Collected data
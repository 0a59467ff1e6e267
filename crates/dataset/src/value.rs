//! Cell Values and Casting

use crate::schema::ColumnType;
use serde::{Deserialize, Serialize};
use std::fmt;

/// A single cell
#[derive(Debug, Clone, PartialEq, Serialize, Deserialize)]
pub enum Value {
    Null,
    Int(i64),
    Float(f64),
    Str(String),
    /// Fixed-length dense vector produced by the encoders
    Vector(Vec<f64>),
}

impl Value {
    /// Whether the cell is null
    pub fn is_null(&self) -> bool {
        matches!(self, Value::Null)
    }

    /// Numeric view of integer and float cells
    pub fn as_f64(&self) -> Option<f64> {
        match self {
            Value::Int(v) => Some(*v as f64),
            Value::Float(v) => Some(*v),
            _ => None,
        }
    }

    /// Integer view (integers only, floats are not truncated here)
    pub fn as_i64(&self) -> Option<i64> {
        match self {
            Value::Int(v) => Some(*v),
            _ => None,
        }
    }

    /// String view
    pub fn as_str(&self) -> Option<&str> {
        match self {
            Value::Str(s) => Some(s),
            _ => None,
        }
    }

    /// Vector view
    pub fn as_vector(&self) -> Option<&[f64]> {
        match self {
            Value::Vector(v) => Some(v),
            _ => None,
        }
    }

    /// Name of the variant, used in error messages
    pub fn kind(&self) -> &'static str {
        match self {
            Value::Null => "null",
            Value::Int(_) => "int",
            Value::Float(_) => "float",
            Value::Str(_) => "string",
            Value::Vector(_) => "vector",
        }
    }

    /// Whether the cell may live in a column of `dtype`. Null fits anywhere.
    pub fn conforms_to(&self, dtype: ColumnType) -> bool {
        match (self, dtype) {
            (Value::Null, _) => true,
            (Value::Int(_), ColumnType::Int) => true,
            (Value::Float(_), ColumnType::Float) => true,
            (Value::Str(_), ColumnType::Str) => true,
            (Value::Vector(v), ColumnType::Vector(len)) => v.len() == len,
            _ => false,
        }
    }

    /// Cast with SQL semantics: anything that cannot be represented becomes null.
    ///
    /// Floats truncate toward zero when cast to integers, strings are parsed
    /// after trimming, and every value renders to its display form as a string.
    pub fn cast(&self, to: ColumnType) -> Value {
        match (self, to) {
            (Value::Null, _) => Value::Null,

            (Value::Int(v), ColumnType::Int) => Value::Int(*v),
            (Value::Float(v), ColumnType::Int) => float_to_int(*v),
            (Value::Str(s), ColumnType::Int) => {
                let s = s.trim();
                match s.parse::<i64>() {
                    Ok(v) => Value::Int(v),
                    Err(_) => s.parse::<f64>().map(float_to_int).unwrap_or(Value::Null),
                }
            }

            (Value::Int(v), ColumnType::Float) => Value::Float(*v as f64),
            (Value::Float(v), ColumnType::Float) => Value::Float(*v),
            (Value::Str(s), ColumnType::Float) => s
                .trim()
                .parse::<f64>()
                .map(Value::Float)
                .unwrap_or(Value::Null),

            (Value::Vector(v), ColumnType::Vector(len)) if v.len() == len => {
                Value::Vector(v.clone())
            }

            (value, ColumnType::Str) => Value::Str(value.to_string()),

            _ => Value::Null,
        }
    }
}

/// Truncate toward zero; null when the result does not fit in an `i64`
fn float_to_int(v: f64) -> Value {
    let t = v.trunc();
    // i64::MIN is exactly -2^63, the upper bound 2^63 itself is out of range
    if t >= i64::MIN as f64 && t < -(i64::MIN as f64) {
        Value::Int(t as i64)
    } else {
        Value::Null
    }
}

impl fmt::Display for Value {
    fn fmt(&self, f: &mut fmt::Formatter<'_>) -> fmt::Result {
        match self {
            Value::Null => write!(f, "null"),
            Value::Int(v) => write!(f, "{}", v),
            Value::Float(v) => write!(f, "{}", v),
            Value::Str(s) => write!(f, "{}", s),
            Value::Vector(v) => {
                write!(f, "[")?;
                for (i, x) in v.iter().enumerate() {
                    if i > 0 {
                        write!(f, ", ")?;
                    }
                    write!(f, "{}", x)?;
                }
                write!(f, "]")
            }
        }
    }
}

impl From<i64> for Value {
    fn from(v: i64) -> Self {
        Value::Int(v)
    }
}

impl From<f64> for Value {
    fn from(v: f64) -> Self {
        Value::Float(v)
    }
}

impl From<&str> for Value {
    fn from(v: &str) -> Self {
        Value::Str(v.to_string())
    }
}

impl From<String> for Value {
    fn from(v: String) -> Self {
        Value::Str(v)
    }
}

impl<T: Into<Value>> From<Option<T>> for Value {
    fn from(v: Option<T>) -> Self {
        v.map_or(Value::Null, Into::into)
    }
}
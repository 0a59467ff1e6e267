//! Record Sets
//!
//! Provides the typed, row-oriented table that every pipeline stage consumes
//! and produces.

mod record_set;
mod schema;
mod value;

pub use record_set::RecordSet;
pub use schema::{ColumnType, Field, Schema};
pub use value::Value;

use thiserror::Error;

/// Errors raised while building or reading a record set
#[derive(Debug, Clone, PartialEq, Error)]
pub enum DatasetError {
    /// Column name not present in the schema
    #[error("Unknown column: {0}")]
    UnknownColumn(String),

    /// Two fields share a name
    #[error("Duplicate column: {0}")]
    DuplicateColumn(String),

    /// Row has the wrong number of cells
    #[error("Row {row} has {actual} values, schema has {expected} columns")]
    ArityMismatch {
        row: usize,
        expected: usize,
        actual: usize,
    },

    /// Cell value does not match the column type
    #[error("Column {column} expects {expected}, row {row} holds {actual}")]
    TypeMismatch {
        column: String,
        row: usize,
        expected: ColumnType,
        actual: String,
    },

    /// Replacement column has the wrong number of values
    #[error("Column {column} has {actual} values, record set has {expected} rows")]
    LengthMismatch {
        column: String,
        expected: usize,
        actual: usize,
    },

    /// Column cannot be exported as numbers
    #[error("Column {column} is not numeric at row {row}")]
    NotNumeric { column: String, row: usize },
}

/// Result alias for record set operations
pub type Result<T> = std::result::Result<T, DatasetError>;
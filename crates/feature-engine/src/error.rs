//! Feature Engineering Error Types

use dataset::DatasetError;
use std::fmt;
use thiserror::Error;

/// Which side of a join a key column belongs to
#[derive(Debug, Clone, Copy, PartialEq, Eq)]
pub enum JoinSide {
    Left,
    Right,
}

impl fmt::Display for JoinSide {
    fn fmt(&self, f: &mut fmt::Formatter<'_>) -> fmt::Result {
        match self {
            JoinSide::Left => write!(f, "left"),
            JoinSide::Right => write!(f, "lookup"),
        }
    }
}

/// Errors raised while fitting or applying stages. All of them end the run.
#[derive(Debug, Clone, PartialEq, Error)]
pub enum FeatureError {
    /// Missing or incompatible column
    #[error("Schema error: {0}")]
    SchemaError(String),

    /// Invalid stage configuration
    #[error("Invalid configuration: {0}")]
    ConfigError(String),

    /// Stateful stage applied without its fitted state
    #[error("Stage {0} has not been fitted")]
    FitNotRunError(String),

    /// Pipeline transform without a matching fitted state
    #[error("Pipeline has not been fitted")]
    PipelineNotFittedError,

    /// Join key column missing from one of the inputs
    #[error("Join key {column} missing from {side} input")]
    JoinKeyError { side: JoinSide, column: String },

    /// Assembler input column not present
    #[error("Assembler input column missing: {0}")]
    MissingColumnError(String),

    /// Row value rejected under the `error` policy
    #[error("{stage}: invalid value {value} at row {row}")]
    InvalidValueError {
        stage: String,
        row: usize,
        value: String,
    },
}

impl From<DatasetError> for FeatureError {
    fn from(err: DatasetError) -> Self {
        FeatureError::SchemaError(err.to_string())
    }
}

/// Result alias for stage operations
pub type Result<T> = std::result::Result<T, FeatureError>;
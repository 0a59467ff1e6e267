//! House prices stage list

use crate::settings::StageConfig;
use dataset::{ColumnType, RecordSet};
use feature_engine::{
    Bucketizer, CategoricalIndexer, ColumnProjection, ColumnSpec, InvalidPolicy, JoinAttribute,
    LookupJoin, OneHotEncoder, PartitionRank, Pipeline, Result, VectorAssembler,
};

pub const FEATURES_COLUMN: &str = "features";
pub const LABEL_COLUMN: &str = "label";

/// Indexed columns and the encoded vectors they become, in assembly order
const ENCODED: [(&str, &str); 4] = [
    ("MSSubIndexed", "msSubCats"),
    ("LAIndexed", "LACats"),
    ("MSZoningIndexed", "ZoningCats"),
    ("famIndexed", "famCats"),
];

/// Build the pipeline: projection, LotArea bucketing, indexing, living area
/// rank, family interest join, one-hot encoding and assembly.
pub fn house_price_pipeline(
    lookup: RecordSet,
    lookup_key: &str,
    stages: &StageConfig,
) -> Result<Pipeline> {
    // Raw tables are often imported as text, so every consumed column is cast
    let projection = ColumnProjection::new(vec![
        ColumnSpec::keep("MSSubClass").with_cast(ColumnType::Int),
        ColumnSpec::keep("LotArea").with_cast(ColumnType::Float),
        ColumnSpec::keep("MSZoning").with_cast(ColumnType::Str),
        ColumnSpec::keep("GrLivArea").with_cast(ColumnType::Int),
        ColumnSpec::renamed("SalePrice", LABEL_COLUMN).with_cast(ColumnType::Float),
    ])?;

    let lot_area = Bucketizer::new(
        "LotArea",
        "LABuckets",
        stages.lot_area_splits.clone(),
        stages.lot_area_policy,
    )?;

    let family = LookupJoin::new(
        lookup,
        "MSSubClass",
        lookup_key,
        vec![JoinAttribute::new("FamilyInterest", "faminterest")],
    )?;

    let encoder = OneHotEncoder::new(
        ENCODED.iter().map(|(input, _)| input.to_string()).collect(),
        ENCODED.iter().map(|(_, output)| output.to_string()).collect(),
    )?;

    let assembler = VectorAssembler::new(
        ENCODED.iter().map(|(_, output)| output.to_string()).collect(),
        FEATURES_COLUMN,
        InvalidPolicy::Error,
    )?;

    Ok(Pipeline::new(vec![
        projection.into(),
        lot_area.into(),
        CategoricalIndexer::new("MSSubClass", "MSSubIndexed", stages.sub_class_policy).into(),
        CategoricalIndexer::new("LABuckets", "LAIndexed", stages.lot_bucket_policy).into(),
        CategoricalIndexer::new("MSZoning", "MSZoningIndexed", stages.zoning_policy).into(),
        PartitionRank::new("MSZoning", "GrLivArea", "arearank").into(),
        family.into(),
        CategoricalIndexer::new("faminterest", "famIndexed", stages.family_policy).into(),
        encoder.into(),
        assembler.into(),
    ]))
}
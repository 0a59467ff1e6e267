//! Column Projection
//!
//! Selects, renames and casts a fixed subset of raw columns into the working
//! schema. Rows are neither filtered nor reordered.

use crate::error::{FeatureError, Result};
use dataset::{ColumnType, Field, RecordSet, Schema};
use serde::{Deserialize, Serialize};

/// One projected column
#[derive(Debug, Clone, PartialEq, Serialize, Deserialize)]
pub struct ColumnSpec {
    /// Column name in the input
    pub source: String,
    /// Output name, defaults to `source`
    pub alias: Option<String>,
    /// Target type, defaults to the source type
    pub cast: Option<ColumnType>,
}

impl ColumnSpec {
    /// Keep a column as is
    pub fn keep(source: impl Into<String>) -> Self {
        Self {
            source: source.into(),
            alias: None,
            cast: None,
        }
    }

    /// Keep a column under a new name
    pub fn renamed(source: impl Into<String>, alias: impl Into<String>) -> Self {
        Self {
            source: source.into(),
            alias: Some(alias.into()),
            cast: None,
        }
    }

    /// Same column, cast to `to`
    pub fn with_cast(self, to: ColumnType) -> Self {
        Self {
            cast: Some(to),
            ..self
        }
    }

    /// Name the column has after projection
    pub fn output_name(&self) -> &str {
        self.alias.as_deref().unwrap_or(&self.source)
    }
}

/// Projection stage configuration
#[derive(Debug, Clone, PartialEq, Serialize, Deserialize)]
pub struct ColumnProjection {
    columns: Vec<ColumnSpec>,
}

impl ColumnProjection {
    /// Create a projection; output names must be unique
    pub fn new(columns: Vec<ColumnSpec>) -> Result<Self> {
        if columns.is_empty() {
            return Err(FeatureError::ConfigError(
                "projection selects no columns".to_string(),
            ));
        }
        for (i, spec) in columns.iter().enumerate() {
            if columns[..i]
                .iter()
                .any(|other| other.output_name() == spec.output_name())
            {
                return Err(FeatureError::ConfigError(format!(
                    "projection produces column {} twice",
                    spec.output_name()
                )));
            }
        }
        Ok(Self { columns })
    }

    pub fn columns(&self) -> &[ColumnSpec] {
        &self.columns
    }

    pub(crate) fn label(&self) -> String {
        format!("projection({} columns)", self.columns.len())
    }

    pub fn check_schema(&self, schema: &Schema) -> Result<()> {
        for spec in &self.columns {
            if !schema.contains(&spec.source) {
                return Err(FeatureError::SchemaError(format!(
                    "projection source column {} not found",
                    spec.source
                )));
            }
        }
        Ok(())
    }

    /// Apply the projection
    pub fn transform(&self, data: RecordSet) -> Result<RecordSet> {
        self.check_schema(data.schema())?;

        let mut fields = Vec::with_capacity(self.columns.len());
        let mut sources = Vec::with_capacity(self.columns.len());
        for spec in &self.columns {
            let idx = data.schema().require(&spec.source)?;
            let source = &data.schema().fields()[idx];
            let field = match spec.cast {
                Some(dtype) if dtype != source.dtype => Field::new(spec.output_name(), dtype),
                _ => Field {
                    name: spec.output_name().to_string(),
                    ..source.clone()
                },
            };
            sources.push((idx, spec.cast));
            fields.push(field);
        }

        let (_, rows) = data.into_parts();
        let rows = rows
            .into_iter()
            .map(|row| {
                sources
                    .iter()
                    .map(|&(idx, cast)| match cast {
                        Some(dtype) => row[idx].cast(dtype),
                        None => row[idx].clone(),
                    })
                    .collect()
            })
            .collect();

        Ok(RecordSet::new(Schema::new(fields)?, rows)?)
    }
}
//! In-Memory Table Store

use crate::{SaveMode, StorageError};
use dataset::RecordSet;
use std::collections::HashMap;
use std::sync::Mutex;
use tracing::{debug, info};

/// Table store backed by a map of record sets
pub struct MemoryStore {
    tables: Mutex<HashMap<String, RecordSet>>,
}

impl MemoryStore {
    /// Create an empty store
    pub fn new() -> Self {
        info!("Creating in-memory table store");
        Self {
            tables: Mutex::new(HashMap::new()),
        }
    }

    /// Load a table by name
    pub fn load(&self, table: &str) -> Result<RecordSet, StorageError> {
        let tables = self.tables.lock().map_err(|e| {
            StorageError::DatabaseError(format!("Lock error: {}", e))
        })?;

        tables
            .get(table)
            .cloned()
            .ok_or_else(|| StorageError::NotFound(table.to_string()))
    }

    /// Save a table by name
    pub fn save(
        &self,
        records: &RecordSet,
        table: &str,
        mode: SaveMode,
    ) -> Result<(), StorageError> {
        let mut tables = self.tables.lock().map_err(|e| {
            StorageError::DatabaseError(format!("Lock error: {}", e))
        })?;

        if mode == SaveMode::ErrorIfExists && tables.contains_key(table) {
            return Err(StorageError::AlreadyExists(table.to_string()));
        }

        tables.insert(table.to_string(), records.clone());
        debug!("Saved {} rows to {}", records.num_rows(), table);
        Ok(())
    }

    /// Names of stored tables, sorted
    pub fn table_names(&self) -> Vec<String> {
        let mut names: Vec<String> = self
            .tables
            .lock()
            .map(|t| t.keys().cloned().collect())
            .unwrap_or_default();
        names.sort();
        names
    }

    /// Whether a table exists
    pub fn contains(&self, table: &str) -> bool {
        self.tables.lock().map(|t| t.contains_key(table)).unwrap_or(false)
    }
}

impl Default for MemoryStore {
    fn default() -> Self {
        Self::new()
    }
}
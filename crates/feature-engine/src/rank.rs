//! Partitioned Ranking

use crate::error::{FeatureError, Result};
use dataset::{ColumnType, Field, RecordSet, Schema, Value};
use serde::{Deserialize, Serialize};
use std::cmp::Ordering;
use std::collections::HashMap;

/// Rank of `order` (descending) within rows sharing a `partition` value.
///
/// Ranks are 1-based with gaps: tied rows share a rank and the next distinct
/// value skips by the size of the tie. Nulls sort last and tie with each other.
#[derive(Debug, Clone, PartialEq, Serialize, Deserialize)]
pub struct PartitionRank {
    pub partition: String,
    pub order: String,
    pub output: String,
}

impl PartitionRank {
    pub fn new(
        partition: impl Into<String>,
        order: impl Into<String>,
        output: impl Into<String>,
    ) -> Self {
        Self {
            partition: partition.into(),
            order: order.into(),
            output: output.into(),
        }
    }

    pub(crate) fn label(&self) -> String {
        format!("rank({} by {} -> {})", self.order, self.partition, self.output)
    }

    pub fn check_schema(&self, schema: &Schema) -> Result<()> {
        if !schema.contains(&self.partition) {
            return Err(FeatureError::SchemaError(format!(
                "rank partition column {} not found",
                self.partition
            )));
        }
        match schema.field(&self.order) {
            Some(field) if field.dtype.is_numeric() => Ok(()),
            Some(field) => Err(FeatureError::SchemaError(format!(
                "rank order column {} is {}, expected a number",
                self.order, field.dtype
            ))),
            None => Err(FeatureError::SchemaError(format!(
                "rank order column {} not found",
                self.order
            ))),
        }
    }

    /// Append the rank column; row order is unchanged
    pub fn transform(&self, data: RecordSet) -> Result<RecordSet> {
        self.check_schema(data.schema())?;

        let keys = data.column(&self.partition)?;
        let order: Vec<Option<f64>> = data
            .column(&self.order)?
            .into_iter()
            .map(Value::as_f64)
            .collect();

        let mut partitions: HashMap<Option<String>, Vec<usize>> = HashMap::new();
        for (row, key) in keys.into_iter().enumerate() {
            let key = (!key.is_null()).then(|| key.to_string());
            partitions.entry(key).or_default().push(row);
        }

        let mut ranks = vec![0i64; data.num_rows()];
        for rows in partitions.values_mut() {
            rows.sort_by(|&a, &b| descending_nulls_last(order[a], order[b]));

            let mut rank = 0i64;
            for (pos, &row) in rows.iter().enumerate() {
                let tied = pos > 0
                    && descending_nulls_last(order[rows[pos - 1]], order[row]) == Ordering::Equal;
                if !tied {
                    rank = pos as i64 + 1;
                }
                ranks[row] = rank;
            }
        }

        let ranks = ranks.into_iter().map(Value::Int).collect();
        Ok(data.with_column(Field::new(self.output.clone(), ColumnType::Int), ranks)?)
    }
}

fn descending_nulls_last(a: Option<f64>, b: Option<f64>) -> Ordering {
    match (a, b) {
        // -0.0 + 0.0 is 0.0, so signed zeros tie
        (Some(a), Some(b)) => (b + 0.0).total_cmp(&(a + 0.0)),
        (Some(_), None) => Ordering::Less,
        (None, Some(_)) => Ordering::Greater,
        (None, None) => Ordering::Equal,
    }
}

Assignment: Write out word for word only the lines from the start of the entries down to the line with "(Value::Int(_), ColumnType::Int) =>", please, including both ends.

Exercise output:
repository 0a59467ff1e6e267
filename crates/dataset/src/value.rs
//! Cell Values and Casting

use crate::schema::ColumnType;
use serde::{Deserialize, Serialize};
use std::fmt;

/// A single cell
#[derive(Debug, Clone, PartialEq, Serialize, Deserialize)]
pub enum Value {
    Null,
    Int(i64),
    Float(f64),
    Str(String),
    /// Fixed-length dense vector produced by the encoders
    Vector(Vec<f64>),
}

impl Value {
    /// Whether the cell is null
    pub fn is_null(&self) -> bool {
        matches!(self, Value::Null)
    }

    /// Numeric view of integer and float cells
    pub fn as_f64(&self) -> Option<f64> {
        match self {
            Value::Int(v) => Some(*v as f64),
            Value::Float(v) => Some(*v),
            _ => None,
        }
    }

    /// Integer view (integers only, floats are not truncated here)
    pub fn as_i64(&self) -> Option<i64> {
        match self {
            Value::Int(v) => Some(*v),
            _ => None,
        }
    }

    /// String view
    pub fn as_str(&self) -> Option<&str> {
        match self {
            Value::Str(s) => Some(s),
            _ => None,
        }
    }

    /// Vector view
    pub fn as_vector(&self) -> Option<&[f64]> {
        match self {
            Value::Vector(v) => Some(v),
            _ => None,
        }
    }

    /// Name of the variant, used in error messages
    pub fn kind(&self) -> &'static str {
        match self {
            Value::Null => "null",
            Value::Int(_) => "int",
            Value::Float(_) => "float",
            Value::Str(_) => "string",
            Value::Vector(_) => "vector",
        }
    }

    /// Whether the cell may live in a column of `dtype`. Null fits anywhere.
    pub fn conforms_to(&self, dtype: ColumnType) -> bool {
        match (self, dtype) {
            (Value::Null, _) => true,
            (Value::Int(_), ColumnType::Int) => true,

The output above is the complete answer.